Came across a thought-provoking story in a back-issue of The Atlantic: “Is Facebook Making Us Lonely?” (May 2012, by Stephen Marche). I often feel awkward – downright uncomfortable – when reading some of the posts I see in my newsfeed on Facebook. I think I post fairly frequently (once every two to three days), but I like to think I don’t over-share by doing a deep dive into my personal life. I like to post personal anecdotes – particularly as they pertain to DQ; links that I find interesting and want to share; and ok, I’ll admit it, I sometimes can get a little vocal on the political front. On the other side, I find the most interesting posts to read are links to interesting stories/videos; photos; commentary about things I find interesting (food, music, politics, parenthood).
But sometimes when I’m scrolling down my feed, I can’t help but say to the screen: “Are you sure you want ME to read this? Why are you telling ME this?”. This is the trouble with Facebook. It was intended to be a social network, but in using it, we opened up our social network to people we don’t even talk to, or see… ever. When Facebook launched, we were all in the race to build the biggest Friend network. We should have figured out then that Facebook simply gave permission to the narcissist in all of us to come out (myself included!).
What I found interesting about this story in The Atlantic was how Marche addressed the opposite end of the spectrum of Facebook users: the ones who write shiny, happy posts about their lives of perfection. And about how these posts could actually bring us down and make us feel more isolated.
“When I scroll through page after page of my friends’ descriptions of how accidentally eloquent their kids are, and how their husbands are endearingly bumbling, and how they’re all about to eat a home-cooked meal prepared with fresh local organic produce bought at the farmers’ market and then go for a jog and maybe check in at the office because they’re so busy getting ready to hop on a plane for a week of luxury dogsledding in Lapland, I do grow slightly more miserable.”
Are we sharing all this information because – in the absence of genuine human interaction – we hope someone will listen? Marche reams off incredulous statistics about how – despite Facebook – our personal networks of confidants are getting smaller:
“…the mean size of networks of personal confidants decreased from 2.94 people in 1985 to 2.08 in 2004. Similarly, in 1985, only 10 percent of Americans said they had no one with whom to discuss important matters, and 15 percent said they had only one such good friend. By 2004, 25 percent had nobody to talk to, and 20 percent had only one confidant.”
And even more remarkable:
“…in the late ’40s, the United States was home to 2,500 clinical psychologists, 30,000 social workers, and fewer than 500 marriage and family therapists. As of 2010, the country had 77,000 clinical psychologists, 192,000 clinical social workers, 400,000 nonclinical social workers, 50,000 marriage and family therapists, 105,000 mental-health counselors, 220,000 substance-abuse counselors, 17,000 nurse psychotherapists, and 30,000 life coaches.”
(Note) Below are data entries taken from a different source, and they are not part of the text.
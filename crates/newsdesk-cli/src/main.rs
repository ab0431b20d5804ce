use clap::{Parser, Subcommand};
use dialoguer::{Input, Password};
use dotenvy::dotenv;
use newsdesk_cli::commands;
use newsdesk_config::JwtConfig;
use newsdesk_db::{PgStore, init_db_pool};

#[derive(Parser)]
#[command(name = "newsdesk-cli")]
#[command(about = "Newsdesk CLI - Administrative tools for Newsdesk", long_about = None)]
struct Cli {
    #[command(subcommand)]
    command: Commands,
}

#[derive(Subcommand)]
enum Commands {
    /// Create a new administrator account (full access)
    CreateAdmin {
        /// Display name
        #[arg(short = 'n', long)]
        name: Option<String>,

        /// Email address
        #[arg(short = 'e', long)]
        email: Option<String>,

        /// Password (will be prompted securely if not provided)
        #[arg(short = 'p', long)]
        password: Option<String>,
    },
    /// Issue an access token for an existing user
    IssueToken {
        /// Email address of the user
        #[arg(short = 'e', long)]
        email: String,
    },
    /// Replace the permission list of a role
    SetPermissions {
        /// Role name
        role: String,

        /// Permissions, comma-separated (e.g. news.create,news.update)
        #[arg(short = 'p', long, value_delimiter = ',')]
        permissions: Vec<String>,

        /// Optional role description
        #[arg(short = 'd', long)]
        description: Option<String>,
    },
}

#[tokio::main]
async fn main() {
    dotenv().ok();

    let cli = Cli::parse();

    let Ok(database_url) = std::env::var("DATABASE_URL") else {
        fail("DATABASE_URL must be set");
    };
    let pool = match init_db_pool(&database_url).await {
        Ok(pool) => pool,
        Err(e) => fail(&format!("Failed to connect to database: {e}")),
    };
    let store = PgStore::new(pool);

    match cli.command {
        Commands::CreateAdmin {
            name,
            email,
            password,
        } => handle_create_admin(&store, name, email, password).await,
        Commands::IssueToken { email } => handle_issue_token(&store, &email).await,
        Commands::SetPermissions {
            role,
            permissions,
            description,
        } => handle_set_permissions(&store, &role, &permissions, description.as_deref()).await,
    }
}

fn fail(message: &str) -> ! {
    eprintln!("\n❌ {message}");
    std::process::exit(1);
}

fn prompt(label: &str) -> String {
    match Input::new().with_prompt(label).interact_text() {
        Ok(value) => value,
        Err(e) => fail(&format!("Failed to read {}: {e}", label.to_lowercase())),
    }
}

async fn handle_create_admin(
    store: &PgStore,
    name: Option<String>,
    email: Option<String>,
    password: Option<String>,
) {
    let name = name.unwrap_or_else(|| prompt("Name"));
    let email = email.unwrap_or_else(|| prompt("Email address"));
    let password = password.unwrap_or_else(|| {
        match Password::new()
            .with_prompt("Password")
            .with_confirmation("Confirm password", "Passwords don't match")
            .interact()
        {
            Ok(p) => p,
            Err(e) => fail(&format!("Failed to read password: {e}")),
        }
    });

    match commands::create_admin(store, &name, &email, &password).await {
        Ok(user) => {
            println!("\n✅ Admin created successfully!");
            println!("   Email: {}", user.email);
            println!("   Name: {}", user.name);
        }
        Err(e) => fail(&format!("Error creating admin: {e:#}")),
    }
}

async fn handle_issue_token(store: &PgStore, email: &str) {
    let jwt_config = JwtConfig::from_env();
    match commands::issue_token(store, email, &jwt_config).await {
        Ok(token) => println!("{token}"),
        Err(e) => fail(&format!("Error issuing token: {e:#}")),
    }
}

async fn handle_set_permissions(
    store: &PgStore,
    role: &str,
    permissions: &[String],
    description: Option<&str>,
) {
    match commands::set_permissions(store, role, permissions, description).await {
        Ok(role) => {
            println!("\n✅ Role '{}' updated", role.name);
            println!("   Permissions: {}", role.permissions.join(", "));
        }
        Err(e) => fail(&format!("Error updating role: {e:#}")),
    }
}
A whole industry built on loneliness, at a time when we are purportedly more connected than ever!
And for me, the real crux of the matter is succinctly captured with this:
“What does Facebook communicate, if not the impression of social bounty? Everybody else looks so happy on Facebook, with so many friends, that our own social networks feel emptier than ever in comparison. Doesn’t that make people feel lonely? “
Today, make an effort to connect in person or by telephone with someone. It will make you feel whole and human again.